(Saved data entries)
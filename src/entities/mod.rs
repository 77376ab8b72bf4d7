//! Finance record types.
//!
//! Field names serialize in camelCase to match the backend. Every record
//! carries ownership metadata (`userId`, `createdAt`) that the server fills;
//! drafts leave it empty until a reload brings the confirmed copy.

mod account;
mod catalog;
mod movement;
mod scheduled;
mod transfer;

pub use account::{Account, AccountInput, AccountPatch};
pub use catalog::{
  Category, CategoryInput, CategoryPatch, Client, ClientInput, ClientPatch, Concept, ConceptInput,
  ConceptPatch, PaymentMethod, PaymentMethodInput, PaymentMethodPatch, Person, PersonInput,
  PersonPatch, Provider, ProviderInput, ProviderPatch,
};
pub use movement::{Expense, ExpenseInput, ExpensePatch, Income, IncomeInput, IncomePatch};
pub use scheduled::{
  Frequency, ScheduledExpense, ScheduledExpenseInput, ScheduledExpensePatch, ScheduledIncome,
  ScheduledIncomeInput, ScheduledIncomePatch,
};
pub use transfer::{Transfer, TransferInput, TransferPatch};

/// Copy every `Some` field of a patch onto the record.
macro_rules! merge_fields {
  ($record:expr, $patch:expr; $($field:ident),+ $(,)?) => {
    $(
      if let Some(value) = &$patch.$field {
        $record.$field = value.clone();
      }
    )+
  };
}

/// Same as `merge_fields!` for optional record fields: a `Some` in the
/// patch sets the field, `None` leaves it alone.
macro_rules! merge_optional {
  ($record:expr, $patch:expr; $($field:ident),+ $(,)?) => {
    $(
      if let Some(value) = &$patch.$field {
        $record.$field = Some(value.clone());
      }
    )+
  };
}

pub(crate) use merge_fields;
pub(crate) use merge_optional;
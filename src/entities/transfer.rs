use chrono::{DateTime, NaiveDate, Utc};
use rust_decimal::Decimal;
use serde::{Deserialize, Serialize};

use super::{merge_fields, merge_optional};
use crate::record::{Amounted, Dated, Record};
use crate::resolver::{Resolvers, Role};

/// Money moved between two of the user's accounts.
#[derive(Debug, Clone, PartialEq, Serialize, Deserialize)]
#[serde(rename_all = "camelCase")]
pub struct Transfer {
  pub id: String,
  pub amount: Decimal,
  pub date: NaiveDate,
  #[serde(default, skip_serializing_if = "Option::is_none")]
  pub description: Option<String>,
  pub from_account_id: String,
  #[serde(default)]
  pub from_account_name: String,
  pub to_account_id: String,
  #[serde(default)]
  pub to_account_name: String,
  #[serde(default, skip_serializing_if = "Option::is_none")]
  pub user_id: Option<String>,
  #[serde(default, skip_serializing_if = "Option::is_none")]
  pub created_at: Option<DateTime<Utc>>,
}

#[derive(Debug, Clone, PartialEq, Serialize, Deserialize)]
#[serde(rename_all = "camelCase")]
pub struct TransferInput {
  pub amount: Decimal,
  pub date: NaiveDate,
  #[serde(default, skip_serializing_if = "Option::is_none")]
  pub description: Option<String>,
  pub from_account_id: String,
  pub to_account_id: String,
  /// Both ends are accounts, so overrides are per side rather than per role
  #[serde(skip)]
  pub from_account_name: Option<String>,
  #[serde(skip)]
  pub to_account_name: Option<String>,
}

#[derive(Debug, Clone, Default, PartialEq, Serialize, Deserialize)]
#[serde(rename_all = "camelCase")]
pub struct TransferPatch {
  #[serde(default, skip_serializing_if = "Option::is_none")]
  pub amount: Option<Decimal>,
  #[serde(default, skip_serializing_if = "Option::is_none")]
  pub date: Option<NaiveDate>,
  #[serde(default, skip_serializing_if = "Option::is_none")]
  pub description: Option<String>,
  #[serde(default, skip_serializing_if = "Option::is_none")]
  pub from_account_id: Option<String>,
  #[serde(default, skip_serializing_if = "Option::is_none")]
  pub to_account_id: Option<String>,
}

impl Record for Transfer {
  type Input = TransferInput;
  type Patch = TransferPatch;

  fn entity_type() -> &'static str {
    "transfer"
  }

  fn resource() -> &'static str {
    "transfers"
  }

  fn id(&self) -> &str {
    &self.id
  }

  fn set_id(&mut self, id: String) {
    self.id = id;
  }

  fn draft(id: String, input: &TransferInput, names: &Resolvers) -> Self {
    let account_name = |override_name: &Option<String>, account_id: &str| {
      override_name
        .clone()
        .or_else(|| names.resolve(Role::Account, account_id))
        .unwrap_or_default()
    };
    Self {
      id,
      amount: input.amount,
      date: input.date,
      description: input.description.clone(),
      from_account_id: input.from_account_id.clone(),
      from_account_name: account_name(&input.from_account_name, &input.from_account_id),
      to_account_id: input.to_account_id.clone(),
      to_account_name: account_name(&input.to_account_name, &input.to_account_id),
      user_id: None,
      created_at: None,
    }
  }

  fn merge(&mut self, patch: &TransferPatch) {
    merge_fields!(self, patch; amount, date, from_account_id, to_account_id);
    merge_optional!(self, patch; description);
  }

  fn search_text(&self) -> String {
    format!(
      "{} {} {}",
      self.description.as_deref().unwrap_or_default(),
      self.from_account_name,
      self.to_account_name
    )
  }
}

impl Amounted for Transfer {
  fn amount(&self) -> Decimal {
    self.amount
  }
}

impl Dated for Transfer {
  fn date(&self) -> NaiveDate {
    self.date
  }
}

#[cfg(test)]
mod tests {
  use super::*;
  use std::collections::BTreeMap;
  use std::sync::Arc;

  #[test]
  fn test_draft_resolves_both_accounts() {
    let mut accounts = BTreeMap::new();
    accounts.insert("acc-1".to_string(), "Checking".to_string());
    accounts.insert("acc-2".to_string(), "Savings".to_string());
    let resolvers = Resolvers::new().with(Role::Account, Arc::new(accounts));

    let transfer = Transfer::draft(
      "tmp-1".to_string(),
      &TransferInput {
        amount: Decimal::from(200),
        date: NaiveDate::from_ymd_opt(2024, 5, 1).unwrap(),
        description: None,
        from_account_id: "acc-1".to_string(),
        to_account_id: "acc-2".to_string(),
        from_account_name: None,
        to_account_name: Some("Rainy day".to_string()),
      },
      &resolvers,
    );
    assert_eq!(transfer.from_account_name, "Checking");
    assert_eq!(transfer.to_account_name, "Rainy day");
  }
}
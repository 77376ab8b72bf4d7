//! Optimistic, server-synchronized entity stores for a personal-finance
//! REST backend.

pub mod app;
pub mod cache;
pub mod config;
pub mod entities;
pub mod error;
pub mod gateway;
pub mod logging;
pub mod notify;
pub mod query;
pub mod record;
pub mod resolver;
pub mod store;
pub mod views;

pub use error::StoreError;
pub use record::Record;
pub use store::{EntityStore, LoadOutcome, Phase, Snapshot};
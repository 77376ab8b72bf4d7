//! Read-only name lookups across stores.
//!
//! Movement records (expenses, incomes, transfers) carry the display names of
//! the catalog records they reference. When a store drafts a temporary record
//! it fills those names through a `NameResolver` registered for each role, so
//! the optimistic row looks like the confirmed one.

use std::collections::{BTreeMap, HashMap};
use std::fmt;
use std::sync::Arc;

use serde::{Deserialize, Serialize};

/// Read-only capability: map an identifier to a display name.
pub trait NameResolver: Send + Sync {
  fn resolve(&self, id: &str) -> Option<String>;
}

impl NameResolver for BTreeMap<String, String> {
  fn resolve(&self, id: &str) -> Option<String> {
    self.get(id).cloned()
  }
}

/// Foreign-key roles a record can reference.
#[derive(Debug, Clone, Copy, PartialEq, Eq, Hash, PartialOrd, Ord, Serialize, Deserialize)]
#[serde(rename_all = "camelCase")]
pub enum Role {
  Account,
  Category,
  Concept,
  Client,
  Person,
  Provider,
  PaymentMethod,
}

/// Display names supplied by the caller, taking precedence over resolvers.
pub type DisplayOverrides = BTreeMap<Role, String>;

/// Registry of resolvers keyed by role.
#[derive(Clone, Default)]
pub struct Resolvers {
  by_role: HashMap<Role, Arc<dyn NameResolver>>,
}

impl Resolvers {
  pub fn new() -> Self {
    Self::default()
  }

  pub fn with(mut self, role: Role, resolver: Arc<dyn NameResolver>) -> Self {
    self.by_role.insert(role, resolver);
    self
  }

  pub fn resolve(&self, role: Role, id: &str) -> Option<String> {
    self.by_role.get(&role).and_then(|r| r.resolve(id))
  }

  /// Display name for `id` in `role`: override, then resolver, else "".
  pub fn display(&self, role: Role, id: &str, overrides: &DisplayOverrides) -> String {
    if let Some(name) = overrides.get(&role) {
      return name.clone();
    }
    if id.is_empty() {
      return String::new();
    }
    self.resolve(role, id).unwrap_or_default()
  }

  /// Same as `display` for optional references.
  pub fn display_opt(&self, role: Role, id: Option<&str>, overrides: &DisplayOverrides) -> String {
    match id {
      Some(id) => self.display(role, id, overrides),
      None => overrides.get(&role).cloned().unwrap_or_default(),
    }
  }
}

impl fmt::Debug for Resolvers {
  fn fmt(&self, f: &mut fmt::Formatter<'_>) -> fmt::Result {
    let mut roles: Vec<&Role> = self.by_role.keys().collect();
    roles.sort();
    f.debug_struct("Resolvers").field("roles", &roles).finish()
  }
}
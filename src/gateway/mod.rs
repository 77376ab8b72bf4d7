//! Remote data gateways: the store's only boundary to the backend.

mod envelope;
mod memory;
mod rest;

pub use envelope::{
  ApiError, ApiErrorBody, Envelope, IdPayload, IdValue, Response, SearchPayload,
};
pub use memory::{Call, InMemoryGateway};
pub use rest::RestGateway;

use async_trait::async_trait;

use crate::error::StoreError;
use crate::query::{Filters, Page, QueryDescriptor};
use crate::record::Record;

/// Backend access for one resource.
///
/// Mutations and lookups may answer with either response shape; stores call
/// `Response::into_result` to normalize.
#[async_trait]
pub trait Gateway<R: Record>: Send + Sync {
  async fn list(&self, query: &QueryDescriptor) -> Result<Page<R>, StoreError>;

  /// Returns the server-assigned identifier.
  async fn create(&self, input: &R::Input) -> Result<Response<String>, StoreError>;

  async fn update(&self, id: &str, patch: &R::Patch) -> Result<Response<String>, StoreError>;

  async fn delete(&self, id: &str) -> Result<(), StoreError>;

  async fn search(
    &self,
    term: &str,
    limit: usize,
    filters: &Filters,
  ) -> Result<Response<SearchPayload<R>>, StoreError>;

  async fn recent(&self, limit: usize) -> Result<Response<SearchPayload<R>>, StoreError>;
}
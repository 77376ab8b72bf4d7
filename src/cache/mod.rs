//! Query result caching for entity stores.
//!
//! This module provides the memoization used by store lookups:
//! - Keys cover every query parameter and hash to fixed-length strings
//! - Results are served cache-first with no TTL
//! - Any confirmed mutation clears the cache wholesale

mod key;
mod query_cache;
mod traits;

pub use key::QueryKey;
pub use query_cache::{CachedQuery, QueryCache};
pub use traits::{CacheResult, CacheSource};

What is expected:
All lines above that hold the string "HashMap" should be copied.

Exercise solution:
use std::collections::{BTreeMap, HashMap};
  by_role: HashMap<Role, Arc<dyn NameResolver>>,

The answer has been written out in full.